Do I "hate freedom" because I support taxation to 
fund a socialized military? A socialized police 
force? A socialized judiciary? A socialized mint 
and treasury? Am I "anti-freedom" because I 
support public firefighters? Am I "anti-freedom" 
because I support a socialized immigration 
bureau? The FBI? CIA? Do I "hate freedom" because I support NASA??

Here is the bottom line. We all have ideas about 
what role the government should play, and what 
programs it should fund. But to paint someone 
else as being "anti-freedom"  for supporting one 
program you don't, while supporting so many 
yourself, is, again, simply moronic talk-radio propaganda.

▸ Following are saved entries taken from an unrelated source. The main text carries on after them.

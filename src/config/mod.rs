use std::{
    env, fs,
    io::ErrorKind,
    path::{Path, PathBuf},
};

use dirs::home_dir;
use serde::{Deserialize, Serialize};

use crate::{errors::ConfigError, storage::StorageFormat, utils::persistence::write_atomic};

pub const HOME_ENV_VAR: &str = "MOVIE_CATALOG_HOME";
const DEFAULT_DIR_NAME: &str = ".movie_catalog";
const CONFIG_FILE: &str = "config.json";
const DEFAULT_DATA_STEM: &str = "movies";

/// Returns the application data directory: `$MOVIE_CATALOG_HOME` when set,
/// otherwise `~/.movie_catalog`.
pub fn app_data_dir() -> PathBuf {
    if let Some(custom) = env::var_os(HOME_ENV_VAR) {
        return PathBuf::from(custom);
    }
    home_dir()
        .unwrap_or_else(|| PathBuf::from("."))
        .join(DEFAULT_DIR_NAME)
}

/// Persisted user preferences.
#[derive(Debug, Clone, Default, PartialEq, Serialize, Deserialize)]
pub struct CatalogConfig {
    #[serde(default)]
    pub storage_format: StorageFormat,
    #[serde(default, skip_serializing_if = "Option::is_none")]
    pub data_file: Option<PathBuf>,
}

impl CatalogConfig {
    /// The configured data file, or `movies.<ext>` inside `base`.
    pub fn resolve_data_file(&self, base: &Path) -> PathBuf {
        self.data_file.clone().unwrap_or_else(|| {
            base.join(format!(
                "{}.{}",
                DEFAULT_DATA_STEM,
                self.storage_format.extension()
            ))
        })
    }
}

/// Loads and saves [`CatalogConfig`] as JSON under a base directory.
#[derive(Debug, Clone)]
pub struct ConfigManager {
    base_dir: PathBuf,
    config_path: PathBuf,
}

impl ConfigManager {
    pub fn new() -> Self {
        Self::with_base_dir(app_data_dir())
    }

    pub fn with_base_dir(base: PathBuf) -> Self {
        let config_path = base.join(CONFIG_FILE);
        Self {
            base_dir: base,
            config_path,
        }
    }

    pub fn base_dir(&self) -> &Path {
        &self.base_dir
    }

    pub fn config_path(&self) -> &Path {
        &self.config_path
    }

    pub fn load(&self) -> Result<CatalogConfig, ConfigError> {
        let data = match fs::read_to_string(&self.config_path) {
            Ok(data) => data,
            Err(err) if err.kind() == ErrorKind::NotFound => return Ok(CatalogConfig::default()),
            Err(err) => return Err(err.into()),
        };
        serde_json::from_str(&data).map_err(|err| ConfigError::Serde(err.to_string()))
    }

    pub fn save(&self, config: &CatalogConfig) -> Result<(), ConfigError> {
        let json = serde_json::to_string_pretty(config)
            .map_err(|err| ConfigError::Serde(err.to_string()))?;
        write_atomic(&self.config_path, json.as_bytes())?;
        tracing::debug!(path = %self.config_path.display(), "saved configuration");
        Ok(())
    }
}

impl Default for ConfigManager {
    fn default() -> Self {
        Self::new()
    }
}

#[cfg(test)]
mod tests {
    use super::*;
    use tempfile::TempDir;

    #[test]
    fn missing_config_loads_defaults() {
        let temp = TempDir::new().expect("temp dir");
        let manager = ConfigManager::with_base_dir(temp.path().join("home"));
        let config = manager.load().expect("load defaults");
        assert_eq!(config, CatalogConfig::default());
        assert!(!manager.config_path().exists());
    }

    #[test]
    fn save_and_load_roundtrip() {
        let temp = TempDir::new().expect("temp dir");
        let manager = ConfigManager::with_base_dir(temp.path().join("home"));
        let config = CatalogConfig {
            storage_format: StorageFormat::Csv,
            data_file: Some(PathBuf::from("data/sara_movies.csv")),
        };
        manager.save(&config).expect("save config");
        assert_eq!(manager.load().expect("load config"), config);

        let raw = fs::read_to_string(manager.config_path()).unwrap();
        assert!(raw.contains("\"storage_format\": \"csv\""));
    }

    #[test]
    fn corrupt_config_is_an_error() {
        let temp = TempDir::new().expect("temp dir");
        let manager = ConfigManager::with_base_dir(temp.path().to_path_buf());
        fs::write(manager.config_path(), "{ nope").unwrap();
        assert!(matches!(manager.load(), Err(ConfigError::Serde(_))));
    }

    #[test]
    fn default_data_file_follows_format() {
        let base = Path::new("/tmp/catalog");
        let mut config = CatalogConfig::default();
        assert_eq!(config.resolve_data_file(base), base.join("movies.json"));
        config.storage_format = StorageFormat::Csv;
        assert_eq!(config.resolve_data_file(base), base.join("movies.csv"));
        config.data_file = Some(PathBuf::from("elsewhere.csv"));
        assert_eq!(config.resolve_data_file(base), PathBuf::from("elsewhere.csv"));
    }
}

I also find it funny that "Mr. Freedom" actively 
wants to ban my freedom to use the pipes on my 
motorcycle as I see fit. I could, I suppose, use 
his same tactics and accuse him of being 
"anti-freedom", but I recognize that the issue of 
social freedom and the issue of social order are 
intrinsically tied. Unless Platt is proposing 
absolute anarchy, one is forced to restrict the 
freedoms of some for the good of the many. And 
once again that just belies his underlying hypocrisy and empty rhetoric.